It hit Caleb like a struck match to dry air — instant combustion. His pulse faltered, then surged, something white-hot and golden unfurling in his chest. A triumphant, yes, a relief so fierce it made his head spin, his body hum with something too wild to name from you sayingit like it was the most given thing in the world.
But Gran wasn’t done.
"But what if he isn't?" she pressed. "What about when he finds his special someone?"

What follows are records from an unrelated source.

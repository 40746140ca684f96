//! Best-effort repair of common malformed-JSON patterns
//!
//! Four independent textual passes, each applied wherever its pattern
//! matches: trailing commas, single-quoted keys, `"null"` string values,
//! repeated commas. This is deliberately not a parser — brace balance and
//! nesting are out of scope, and a pass that fires does not guarantee the
//! result parses. The caller re-parses and decides.

use once_cell::sync::Lazy;
use regex::Regex;

static TRAILING_COMMA_RE: Lazy<Regex> =
    Lazy::new(|| Regex::new(r",(\s*[}\]])").expect("valid regex"));
static SINGLE_QUOTED_KEY_RE: Lazy<Regex> =
    Lazy::new(|| Regex::new(r"'([^']+)'(\s*:)").expect("valid regex"));
static NULL_STRING_RE: Lazy<Regex> = Lazy::new(|| Regex::new(r#":\s*"null""#).expect("valid regex"));
static REPEATED_COMMA_RE: Lazy<Regex> = Lazy::new(|| Regex::new(r",\s*,").expect("valid regex"));

/// Result of an auto-fix pass
#[derive(Debug, Clone)]
pub struct AutoFix {
    /// True when at least one fix fired
    pub fixed: bool,
    /// The (possibly) transformed text
    pub json: String,
    /// Names of the fixes that fired, in application order
    pub fixes: Vec<String>,
}

/// Apply every repair pass to `input`.
pub fn auto_fix_json(input: &str) -> AutoFix {
    let mut json = input.to_string();
    let mut fixes = Vec::new();

    if TRAILING_COMMA_RE.is_match(&json) {
        json = TRAILING_COMMA_RE.replace_all(&json, "$1").into_owned();
        fixes.push("trailing comma removed".to_string());
    }

    if SINGLE_QUOTED_KEY_RE.is_match(&json) {
        json = SINGLE_QUOTED_KEY_RE
            .replace_all(&json, "\"$1\"$2")
            .into_owned();
        fixes.push("single-quoted keys converted to double quotes".to_string());
    }

    if NULL_STRING_RE.is_match(&json) {
        json = NULL_STRING_RE.replace_all(&json, ": null").into_owned();
        fixes.push("\"null\" string converted to null".to_string());
    }

    if REPEATED_COMMA_RE.is_match(&json) {
        json = REPEATED_COMMA_RE.replace_all(&json, ",").into_owned();
        fixes.push("repeated commas collapsed".to_string());
    }

    AutoFix {
        fixed: !fixes.is_empty(),
        json,
        fixes,
    }
}

#[cfg(test)]
mod tests {
    use super::*;

    #[test]
    fn test_trailing_comma() {
        let result = auto_fix_json("{\"a\":1,}");
        assert!(result.fixed);
        assert_eq!(result.json, "{\"a\":1}");
        assert!(result.fixes.iter().any(|f| f.contains("trailing comma")));
        assert!(serde_json::from_str::<serde_json::Value>(&result.json).is_ok());
    }

    #[test]
    fn test_trailing_comma_before_bracket() {
        let result = auto_fix_json("[1, 2, 3, ]");
        assert_eq!(result.json, "[1, 2, 3 ]");
    }

    #[test]
    fn test_single_quoted_keys() {
        let result = auto_fix_json("{'film_id': \"FILM_000001\"}");
        assert_eq!(result.json, "{\"film_id\": \"FILM_000001\"}");
        assert_eq!(result.fixes.len(), 1);
    }

    #[test]
    fn test_single_quoted_values_left_alone() {
        // Only keys are converted; a single-quoted value has no trailing colon
        let result = auto_fix_json("{\"a\": 'b'}");
        assert!(!result.fixed);
        assert_eq!(result.json, "{\"a\": 'b'}");
    }

    #[test]
    fn test_null_string() {
        let result = auto_fix_json("{\"artist\": \"null\"}");
        assert_eq!(result.json, "{\"artist\": null}");
    }

    #[test]
    fn test_repeated_commas_single_pass() {
        assert_eq!(auto_fix_json("[1,,2]").json, "[1,2]");
        // One non-overlapping pass only: three commas shrink to two
        assert_eq!(auto_fix_json("[1,,,2]").json, "[1,,2]");
    }

    #[test]
    fn test_clean_input_untouched() {
        let input = "{\"a\": [1, 2], \"b\": null}";
        let result = auto_fix_json(input);
        assert!(!result.fixed);
        assert!(result.fixes.is_empty());
        assert_eq!(result.json, input);
    }

    #[test]
    fn test_multiple_fixes_in_order() {
        let result = auto_fix_json("{'a': \"null\",}");
        assert_eq!(result.json, "{\"a\": null}");
        assert_eq!(
            result.fixes,
            vec![
                "trailing comma removed".to_string(),
                "single-quoted keys converted to double quotes".to_string(),
                "\"null\" string converted to null".to_string(),
            ]
        );
    }
}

The concept was an anathema lodged into the gears of his mind. Special someone.
A vague, faceless figure materialized in the space next to him, spectral and wrong. Another girl, maybe. Someone else at his side, standing too close, reaching for his sleeve the way you did now, calling his name with too much familiarity. Someone who would take up space that should be yours — laughing with him over dumb inside jokes, stealing food from his plate, tugging on his hand in crowded spaces without thinking.
Taking care of her. Looking out for her. Ruffling her hair when she did well on a test, cooking for her, walking her home, bringing her gifts without needing a reason—
His stomach twisted sharply, his insides wrung tight like a dishcloth, and suddenly, the popsicle stick in his grip felt foreign, sharp. Slowly, he became aware of the way his fingers had curled around it, tight enough that splinters had bitten into his palm. Too tight.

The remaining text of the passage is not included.